All steamed up in Chislehurst

Back in the eighties a local estate agent was renowned for telling potential clients “ Only being able to hear the trains truly defines homes in the real Chislehurst”. The tangled web of train lines snaking out from London and eventually reaching Chislehurst was the subject of Jeremy Clarke’s fascinating latest history series talk - Railway Rivalry in Kent. In the mid 1800’s the combination of engineering genius, geography defying building feats and commercial rivalry, bordering on skulduggery, heralded a fascinating race to reach Dover as steam railway entrepreneurs saw huge potential profits in bringing railway travel to the burgeoning London population and winning the ultimate prize of fastest travel for wealthy continental travellers.

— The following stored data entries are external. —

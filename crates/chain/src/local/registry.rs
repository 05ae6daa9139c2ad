use std::collections::{HashMap, HashSet};

use abi::{codec::expect_arity, decode, encode, recipe::registry_fn, selector, ParamType, Token};
use shared::domain::{Address, Selector};

use super::{ExecResult, ExecutionRevert};

/// `MockModuleRegistry`: accepts every currency and module registration.
#[derive(Debug, Clone, Default)]
pub(super) struct MockModuleRegistry {
    currencies: HashSet<Address>,
    modules: HashMap<Address, u128>,
}

impl MockModuleRegistry {
    pub(super) fn dispatch(&mut self, sel: Selector, args: &[u8]) -> ExecResult {
        if sel == selector(registry_fn::REGISTER_ERC20_CURRENCY) {
            let [currency] = expect_arity(decode(&[ParamType::Address], args)?)?;
            self.currencies.insert(currency.into_address()?);
            return Ok(encode(&[Token::Bool(true)]));
        }
        if sel == selector(registry_fn::IS_ERC20_CURRENCY_REGISTERED) {
            let [currency] = expect_arity(decode(&[ParamType::Address], args)?)?;
            let registered = self.currencies.contains(&currency.into_address()?);
            return Ok(encode(&[Token::Bool(registered)]));
        }
        if sel == selector(registry_fn::REGISTER_MODULE) {
            let [module, module_type] =
                expect_arity(decode(&[ParamType::Address, ParamType::Uint(256)], args)?)?;
            self.modules
                .insert(module.into_address()?, module_type.into_u128()?);
            return Ok(encode(&[Token::Bool(true)]));
        }
        if sel == selector(registry_fn::IS_MODULE_REGISTERED) {
            let [module] = expect_arity(decode(&[ParamType::Address], args)?)?;
            let registered = self.modules.contains_key(&module.into_address()?);
            return Ok(encode(&[Token::Bool(registered)]));
        }

        Err(ExecutionRevert(Vec::new()))
    }
}
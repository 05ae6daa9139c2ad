use std::{
    collections::HashMap,
    io::ErrorKind,
    path::{Path, PathBuf},
};

use async_trait::async_trait;
use chrono::{DateTime, Utc};
use serde::{Deserialize, Serialize};
use shared::{
    domain::{decode_prefixed_hex, Address, TxHash},
    error::ErrorCode,
    protocol::ContractArtifact,
};
use thiserror::Error;
use tokio::fs;
use tracing::debug;

#[derive(Debug, Error)]
pub enum StorageError {
    #[error("no deployment named '{name}' on network '{network}'")]
    DeploymentNotFound { network: String, name: String },
    #[error("no compiled artifact for contract '{0}'")]
    ArtifactNotFound(String),
    #[error("artifact '{name}' is malformed: {reason}")]
    MalformedArtifact { name: String, reason: String },
    #[error("io error at {path}: {source}")]
    Io {
        path: PathBuf,
        source: std::io::Error,
    },
    #[error("json error at {path}: {source}")]
    Json {
        path: PathBuf,
        source: serde_json::Error,
    },
}

impl StorageError {
    pub fn is_not_found(&self) -> bool {
        matches!(
            self,
            StorageError::DeploymentNotFound { .. } | StorageError::ArtifactNotFound(_)
        )
    }

    pub fn code(&self) -> ErrorCode {
        if self.is_not_found() {
            ErrorCode::NotFound
        } else {
            ErrorCode::Internal
        }
    }

    fn io(path: &Path, source: std::io::Error) -> Self {
        StorageError::Io {
            path: path.to_path_buf(),
            source,
        }
    }

    fn json(path: &Path, source: serde_json::Error) -> Self {
        StorageError::Json {
            path: path.to_path_buf(),
            source,
        }
    }
}

/// Address record of one deployed contract, stored as
/// `<deployments_dir>/<network>/<ContractName>.json`.
#[derive(Debug, Clone, PartialEq, Eq, Serialize, Deserialize)]
#[serde(rename_all = "camelCase")]
pub struct DeploymentRecord {
    pub contract_name: String,
    pub address: Address,
    pub transaction_hash: TxHash,
    pub deployer: Address,
    pub block_number: u64,
    #[serde(default)]
    pub args: Vec<String>,
    pub deployed_at: DateTime<Utc>,
}

#[derive(Debug, Clone)]
pub struct DeploymentStore {
    network: String,
    dir: PathBuf,
}

impl DeploymentStore {
    pub fn new(root: impl AsRef<Path>, network: impl Into<String>) -> Self {
        let network = network.into();
        Self {
            dir: root.as_ref().join(&network),
            network,
        }
    }

    pub fn network(&self) -> &str {
        &self.network
    }

    fn record_path(&self, name: &str) -> PathBuf {
        self.dir.join(format!("{name}.json"))
    }

    pub async fn save(&self, record: &DeploymentRecord) -> Result<(), StorageError> {
        fs::create_dir_all(&self.dir)
            .await
            .map_err(|err| StorageError::io(&self.dir, err))?;
        let path = self.record_path(&record.contract_name);
        let body =
            serde_json::to_vec_pretty(record).map_err(|err| StorageError::json(&path, err))?;
        fs::write(&path, body)
            .await
            .map_err(|err| StorageError::io(&path, err))?;
        debug!(path = %path.display(), address = %record.address, "deployment recorded");
        Ok(())
    }

    pub async fn get(&self, name: &str) -> Result<DeploymentRecord, StorageError> {
        let path = self.record_path(name);
        let raw = match fs::read(&path).await {
            Ok(raw) => raw,
            Err(err) if err.kind() == ErrorKind::NotFound => {
                return Err(StorageError::DeploymentNotFound {
                    network: self.network.clone(),
                    name: name.to_string(),
                });
            }
            Err(err) => return Err(StorageError::io(&path, err)),
        };
        serde_json::from_slice(&raw).map_err(|err| StorageError::json(&path, err))
    }

    /// All recorded deployments on this network, sorted by contract name.
    pub async fn list(&self) -> Result<Vec<DeploymentRecord>, StorageError> {
        let mut entries = match fs::read_dir(&self.dir).await {
            Ok(entries) => entries,
            Err(err) if err.kind() == ErrorKind::NotFound => return Ok(Vec::new()),
            Err(err) => return Err(StorageError::io(&self.dir, err)),
        };

        let mut records = Vec::new();
        while let Some(entry) = entries
            .next_entry()
            .await
            .map_err(|err| StorageError::io(&self.dir, err))?
        {
            let path = entry.path();
            let Some(name) = path
                .file_name()
                .and_then(|name| name.to_str())
                .and_then(|name| name.strip_suffix(".json"))
            else {
                continue;
            };
            records.push(self.get(name).await?);
        }
        records.sort_by(|a, b| a.contract_name.cmp(&b.contract_name));
        Ok(records)
    }
}

/// Source of compiled contract creation code.
#[async_trait]
pub trait ArtifactSource: Send + Sync {
    async fn load(&self, contract_name: &str) -> Result<ContractArtifact, StorageError>;
}

#[derive(Debug, Default, Clone)]
pub struct StaticArtifacts {
    artifacts: HashMap<String, ContractArtifact>,
}

impl StaticArtifacts {
    pub fn new(artifacts: impl IntoIterator<Item = ContractArtifact>) -> Self {
        Self {
            artifacts: artifacts
                .into_iter()
                .map(|artifact| (artifact.contract_name.clone(), artifact))
                .collect(),
        }
    }
}

#[async_trait]
impl ArtifactSource for StaticArtifacts {
    async fn load(&self, contract_name: &str) -> Result<ContractArtifact, StorageError> {
        self.artifacts
            .get(contract_name)
            .cloned()
            .ok_or_else(|| StorageError::ArtifactNotFound(contract_name.to_string()))
    }
}

#[derive(Debug, Deserialize)]
#[serde(rename_all = "camelCase")]
struct HardhatArtifact {
    contract_name: String,
    bytecode: String,
}

/// Reads Hardhat compiler output (`artifacts/contracts/**/<Name>.json`).
#[derive(Debug, Clone)]
pub struct HardhatArtifacts {
    root: PathBuf,
}

impl HardhatArtifacts {
    pub fn new(root: impl Into<PathBuf>) -> Self {
        Self { root: root.into() }
    }

    async fn find(&self, file_name: &str) -> Result<Option<PathBuf>, StorageError> {
        let mut pending = vec![self.root.clone()];
        while let Some(dir) = pending.pop() {
            let mut entries = match fs::read_dir(&dir).await {
                Ok(entries) => entries,
                Err(err) if err.kind() == ErrorKind::NotFound => continue,
                Err(err) => return Err(StorageError::io(&dir, err)),
            };
            while let Some(entry) = entries
                .next_entry()
                .await
                .map_err(|err| StorageError::io(&dir, err))?
            {
                let path = entry.path();
                let file_type = entry
                    .file_type()
                    .await
                    .map_err(|err| StorageError::io(&path, err))?;
                if file_type.is_dir() {
                    pending.push(path);
                } else if path.file_name().and_then(|name| name.to_str()) == Some(file_name) {
                    return Ok(Some(path));
                }
            }
        }
        Ok(None)
    }
}

#[async_trait]
impl ArtifactSource for HardhatArtifacts {
    async fn load(&self, contract_name: &str) -> Result<ContractArtifact, StorageError> {
        let path = self
            .find(&format!("{contract_name}.json"))
            .await?
            .ok_or_else(|| StorageError::ArtifactNotFound(contract_name.to_string()))?;
        let raw = fs::read(&path)
            .await
            .map_err(|err| StorageError::io(&path, err))?;
        let artifact: HardhatArtifact =
            serde_json::from_slice(&raw).map_err(|err| StorageError::json(&path, err))?;

        let malformed = |reason: String| StorageError::MalformedArtifact {
            name: contract_name.to_string(),
            reason,
        };
        if artifact.contract_name != contract_name {
            return Err(malformed(format!(
                "file declares contract '{}'",
                artifact.contract_name
            )));
        }
        let bytecode =
            decode_prefixed_hex(&artifact.bytecode).map_err(|err| malformed(err.to_string()))?;
        if bytecode.is_empty() {
            return Err(malformed("empty bytecode (abstract contract or interface)".into()));
        }

        Ok(ContractArtifact {
            contract_name: artifact.contract_name,
            bytecode,
        })
    }
}

#[cfg(test)]
#[path = "tests/lib_tests.rs"]
mod tests;
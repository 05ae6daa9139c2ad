use serde::{Deserialize, Serialize};

#[derive(Debug, Clone, Copy, PartialEq, Eq, Serialize, Deserialize)]
#[serde(rename_all = "snake_case")]
pub enum ErrorCode {
    NotFound,
    Validation,
    UnsupportedCurrency,
    ReceiverNotFound,
    Unauthorized,
    Reverted,
    Transport,
    Timeout,
    Internal,
}

/// Serializable error summary handed to callers that only render state.
#[derive(Debug, Clone, PartialEq, Eq, Serialize, Deserialize)]
pub struct ErrorReport {
    pub code: ErrorCode,
    pub message: String,
}

impl ErrorReport {
    pub fn new(code: ErrorCode, message: impl Into<String>) -> Self {
        Self {
            code,
            message: message.into(),
        }
    }
}
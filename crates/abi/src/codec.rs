use shared::domain::Address;
use thiserror::Error;

pub type Word = [u8; 32];

const WORD: usize = 32;

#[derive(Debug, Clone, PartialEq, Eq, Error)]
pub enum AbiError {
    #[error("calldata too short: need {needed} bytes at offset {offset}, have {available}")]
    OutOfBounds {
        offset: usize,
        needed: usize,
        available: usize,
    },
    #[error("value does not fit in {bits} bits")]
    IntegerOverflow { bits: u32 },
    #[error("address word has non-zero high bytes")]
    DirtyAddress,
    #[error("invalid bool word")]
    InvalidBool,
    #[error("string is not valid utf-8")]
    InvalidUtf8,
    #[error("expected {expected} token, found {found}")]
    UnexpectedToken {
        expected: &'static str,
        found: &'static str,
    },
    #[error("expected {expected} values, found {found}")]
    Arity { expected: usize, found: usize },
    #[error("unknown function selector {0}")]
    UnknownSelector(String),
    #[error("unknown event topic {0}")]
    UnknownEvent(String),
}

#[derive(Debug, Clone, PartialEq, Eq)]
pub enum ParamType {
    Address,
    Uint(u32),
    Bool,
    FixedBytes(usize),
    Bytes,
    String,
    Array(Box<ParamType>),
    Tuple(Vec<ParamType>),
}

impl ParamType {
    pub fn is_dynamic(&self) -> bool {
        match self {
            ParamType::Bytes | ParamType::String | ParamType::Array(_) => true,
            ParamType::Tuple(members) => members.iter().any(ParamType::is_dynamic),
            _ => false,
        }
    }

    fn head_size(&self) -> usize {
        match self {
            ParamType::Tuple(members) if !self.is_dynamic() => {
                members.iter().map(ParamType::head_size).sum()
            }
            _ => WORD,
        }
    }
}

#[derive(Debug, Clone, PartialEq, Eq)]
pub enum Token {
    Address(Address),
    Uint(Word),
    Bool(bool),
    FixedBytes(Vec<u8>),
    Bytes(Vec<u8>),
    String(String),
    Array(Vec<Token>),
    Tuple(Vec<Token>),
}

impl Token {
    pub fn uint(value: impl Into<u128>) -> Self {
        Token::Uint(uint_word(value.into()))
    }

    fn kind(&self) -> &'static str {
        match self {
            Token::Address(_) => "address",
            Token::Uint(_) => "uint",
            Token::Bool(_) => "bool",
            Token::FixedBytes(_) => "fixed bytes",
            Token::Bytes(_) => "bytes",
            Token::String(_) => "string",
            Token::Array(_) => "array",
            Token::Tuple(_) => "tuple",
        }
    }

    pub fn is_dynamic(&self) -> bool {
        match self {
            Token::Bytes(_) | Token::String(_) | Token::Array(_) => true,
            Token::Tuple(members) => members.iter().any(Token::is_dynamic),
            _ => false,
        }
    }

    fn head_size(&self) -> usize {
        match self {
            Token::Tuple(members) if !self.is_dynamic() => {
                members.iter().map(Token::head_size).sum()
            }
            _ => WORD,
        }
    }

    fn mismatch(&self, expected: &'static str) -> AbiError {
        AbiError::UnexpectedToken {
            expected,
            found: self.kind(),
        }
    }

    pub fn into_address(self) -> Result<Address, AbiError> {
        match self {
            Token::Address(address) => Ok(address),
            other => Err(other.mismatch("address")),
        }
    }

    pub fn into_u128(self) -> Result<u128, AbiError> {
        match self {
            Token::Uint(word) => word_to_u128(&word),
            other => Err(other.mismatch("uint")),
        }
    }

    pub fn into_u64(self) -> Result<u64, AbiError> {
        let value = self.into_u128()?;
        u64::try_from(value).map_err(|_| AbiError::IntegerOverflow { bits: 64 })
    }

    pub fn into_u8(self) -> Result<u8, AbiError> {
        let value = self.into_u128()?;
        u8::try_from(value).map_err(|_| AbiError::IntegerOverflow { bits: 8 })
    }

    pub fn into_bool(self) -> Result<bool, AbiError> {
        match self {
            Token::Bool(value) => Ok(value),
            other => Err(other.mismatch("bool")),
        }
    }

    pub fn into_fixed_bytes(self) -> Result<Vec<u8>, AbiError> {
        match self {
            Token::FixedBytes(bytes) => Ok(bytes),
            other => Err(other.mismatch("fixed bytes")),
        }
    }

    pub fn into_bytes(self) -> Result<Vec<u8>, AbiError> {
        match self {
            Token::Bytes(bytes) => Ok(bytes),
            other => Err(other.mismatch("bytes")),
        }
    }

    pub fn into_string(self) -> Result<String, AbiError> {
        match self {
            Token::String(value) => Ok(value),
            other => Err(other.mismatch("string")),
        }
    }

    pub fn into_array(self) -> Result<Vec<Token>, AbiError> {
        match self {
            Token::Array(items) => Ok(items),
            other => Err(other.mismatch("array")),
        }
    }

    pub fn into_tuple(self) -> Result<Vec<Token>, AbiError> {
        match self {
            Token::Tuple(items) => Ok(items),
            other => Err(other.mismatch("tuple")),
        }
    }
}

pub fn uint_word(value: u128) -> Word {
    let mut word = [0u8; WORD];
    word[16..].copy_from_slice(&value.to_be_bytes());
    word
}

pub fn word_to_u128(word: &Word) -> Result<u128, AbiError> {
    if word[..16].iter().any(|b| *b != 0) {
        return Err(AbiError::IntegerOverflow { bits: 128 });
    }
    let mut low = [0u8; 16];
    low.copy_from_slice(&word[16..]);
    Ok(u128::from_be_bytes(low))
}

fn padded_len(len: usize) -> usize {
    len.div_ceil(WORD) * WORD
}

/// Standard head/tail encoding of a parameter list.
pub fn encode(tokens: &[Token]) -> Vec<u8> {
    let head_len: usize = tokens.iter().map(Token::head_size).sum();
    let mut head = Vec::with_capacity(head_len);
    let mut tail = Vec::new();

    for token in tokens {
        if token.is_dynamic() {
            head.extend_from_slice(&uint_word((head_len + tail.len()) as u128));
            tail.extend(encode_token(token));
        } else {
            head.extend(encode_token(token));
        }
    }

    head.extend(tail);
    head
}

fn encode_token(token: &Token) -> Vec<u8> {
    match token {
        Token::Address(address) => {
            let mut word = [0u8; WORD];
            word[12..].copy_from_slice(address.as_bytes());
            word.to_vec()
        }
        Token::Uint(word) => word.to_vec(),
        Token::Bool(value) => uint_word(u128::from(*value)).to_vec(),
        Token::FixedBytes(bytes) => {
            let mut word = [0u8; WORD];
            let len = bytes.len().min(WORD);
            word[..len].copy_from_slice(&bytes[..len]);
            word.to_vec()
        }
        Token::Bytes(bytes) => encode_packed_dynamic(bytes),
        Token::String(value) => encode_packed_dynamic(value.as_bytes()),
        Token::Array(items) => {
            let mut out = uint_word(items.len() as u128).to_vec();
            out.extend(encode(items));
            out
        }
        Token::Tuple(items) => encode(items),
    }
}

fn encode_packed_dynamic(bytes: &[u8]) -> Vec<u8> {
    let mut out = uint_word(bytes.len() as u128).to_vec();
    out.extend_from_slice(bytes);
    out.resize(WORD + padded_len(bytes.len()), 0);
    out
}

pub fn decode(types: &[ParamType], data: &[u8]) -> Result<Vec<Token>, AbiError> {
    decode_params(types, data, 0)
}

fn decode_params(types: &[ParamType], data: &[u8], base: usize) -> Result<Vec<Token>, AbiError> {
    let mut cursor = base;
    let mut tokens = Vec::with_capacity(types.len());

    for ty in types {
        if ty.is_dynamic() {
            let relative = read_usize(data, cursor)?;
            let at = base
                .checked_add(relative)
                .ok_or(AbiError::IntegerOverflow { bits: 64 })?;
            tokens.push(decode_at(ty, data, at)?);
            cursor += WORD;
        } else {
            tokens.push(decode_at(ty, data, cursor)?);
            cursor += ty.head_size();
        }
    }

    Ok(tokens)
}

fn decode_at(ty: &ParamType, data: &[u8], at: usize) -> Result<Token, AbiError> {
    match ty {
        ParamType::Address => {
            let word = read_word(data, at)?;
            if word[..12].iter().any(|b| *b != 0) {
                return Err(AbiError::DirtyAddress);
            }
            let mut address = [0u8; 20];
            address.copy_from_slice(&word[12..]);
            Ok(Token::Address(Address(address)))
        }
        ParamType::Uint(bits) => {
            let word = read_word(data, at)?;
            if *bits < 256 {
                let full_bytes = (256 - *bits as usize) / 8;
                if word[..full_bytes].iter().any(|b| *b != 0) {
                    return Err(AbiError::IntegerOverflow { bits: *bits });
                }
            }
            Ok(Token::Uint(word))
        }
        ParamType::Bool => match word_to_u128(&read_word(data, at)?) {
            Ok(0) => Ok(Token::Bool(false)),
            Ok(1) => Ok(Token::Bool(true)),
            _ => Err(AbiError::InvalidBool),
        },
        ParamType::FixedBytes(len) => {
            let word = read_word(data, at)?;
            Ok(Token::FixedBytes(word[..(*len).min(WORD)].to_vec()))
        }
        ParamType::Bytes => Ok(Token::Bytes(read_dynamic(data, at)?.to_vec())),
        ParamType::String => {
            let bytes = read_dynamic(data, at)?;
            String::from_utf8(bytes.to_vec())
                .map(Token::String)
                .map_err(|_| AbiError::InvalidUtf8)
        }
        ParamType::Array(inner) => {
            let len = read_usize(data, at)?;
            let body = at + WORD;
            let needed = len.saturating_mul(inner.head_size());
            ensure_available(data, body, needed)?;
            let types = vec![(**inner).clone(); len];
            decode_params(&types, data, body).map(Token::Array)
        }
        ParamType::Tuple(members) => decode_params(members, data, at).map(Token::Tuple),
    }
}

fn ensure_available(data: &[u8], offset: usize, needed: usize) -> Result<(), AbiError> {
    match offset.checked_add(needed) {
        Some(end) if end <= data.len() => Ok(()),
        _ => Err(AbiError::OutOfBounds {
            offset,
            needed,
            available: data.len(),
        }),
    }
}

fn read_word(data: &[u8], at: usize) -> Result<Word, AbiError> {
    ensure_available(data, at, WORD)?;
    let mut word = [0u8; WORD];
    word.copy_from_slice(&data[at..at + WORD]);
    Ok(word)
}

fn read_usize(data: &[u8], at: usize) -> Result<usize, AbiError> {
    let value = word_to_u128(&read_word(data, at)?)?;
    usize::try_from(value).map_err(|_| AbiError::IntegerOverflow { bits: usize::BITS })
}

fn read_dynamic(data: &[u8], at: usize) -> Result<&[u8], AbiError> {
    let len = read_usize(data, at)?;
    let start = at + WORD;
    ensure_available(data, start, len)?;
    Ok(&data[start..start + len])
}

/// Checks a decoded list has exactly `N` members and hands them back as an array.
pub fn expect_arity<const N: usize>(tokens: Vec<Token>) -> Result<[Token; N], AbiError> {
    let found = tokens.len();
    tokens
        .try_into()
        .map_err(|_| AbiError::Arity { expected: N, found })
}

#[cfg(test)]
#[path = "tests/codec_tests.rs"]
mod tests;
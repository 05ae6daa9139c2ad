use sha3::{Digest, Keccak256};
use shared::domain::{Selector, B256};

pub const LENS_MODULE: &str = "LENS_MODULE";
/// ERC-165 `supportsInterface(bytes4)` itself.
pub const ERC165_INTERFACE_ID: Selector = Selector([0x01, 0xff, 0xc9, 0xa7]);

pub fn keccak256(bytes: impl AsRef<[u8]>) -> [u8; 32] {
    let mut hasher = Keccak256::new();
    hasher.update(bytes.as_ref());
    hasher.finalize().into()
}

pub fn selector(signature: &str) -> Selector {
    let digest = keccak256(signature.as_bytes());
    Selector([digest[0], digest[1], digest[2], digest[3]])
}

pub fn event_topic(signature: &str) -> B256 {
    B256(keccak256(signature.as_bytes()))
}

/// Interface id derived as the first four bytes of `keccak256(name)`, the
/// scheme Lens modules use for `LENS_MODULE`.
pub fn named_interface_id(name: &str) -> Selector {
    selector(name)
}

pub fn lens_module_interface_id() -> Selector {
    named_interface_id(LENS_MODULE)
}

A line to the east via Redhill was an early attempt, but several companies could see that overcoming natural hazards such as hills and the river Medway, could be more direct and quicker. Company mergers, sharp practice and several legal challenges could not slow the pace as lines spread to Maidstone, Strood, Canterbury and on to Dover. Significantly in 1859 the parochial East Kent Railway, then completing its line west to the capital and east to Dover much to the concern of the rival South Eastern Railway,renamed itself the London Chatham and Dover Railway. Bickley station opened on this line as Southborough Road on 5th July 1858. ( it was named Bickley two years later)

While branch lines connected Beckenham and Crystal Palace, Chislehurst was a late comer, the first station opening 1st Judy 1865 as Chislehurst and Bickley Park. It was situated north of the brick bridge over Chislehurst Road and became a goods yard on extension onward to Sevenoaks on 2nd March 1868 when the present station opened as plain Chislehurst. It was to be another three months before the Dover line was reached at Tonbridge and continental traffic began to pass this route through our locality.

Elmstead opened on 1st July 1904 and was renamed Elmstead Woods 1st October 1908 when four line working arrived. Apart from electrification and improvements to Chislehurst junction the layout is much the same today.

Soon after quadrupling the spurs joining the SER and the Chatham lines at Chislehurst Junction were completed (much changed incidentally for Kent Coast Electrification in 1959/62). Electrification through Chislehurst was part of the major suburban installation out of Charing Cross/Cannon Street completed in July 1926. Bickley got the third rail a year earlier as part of the Victoria/Holborn Viaduct-Orpington scheme.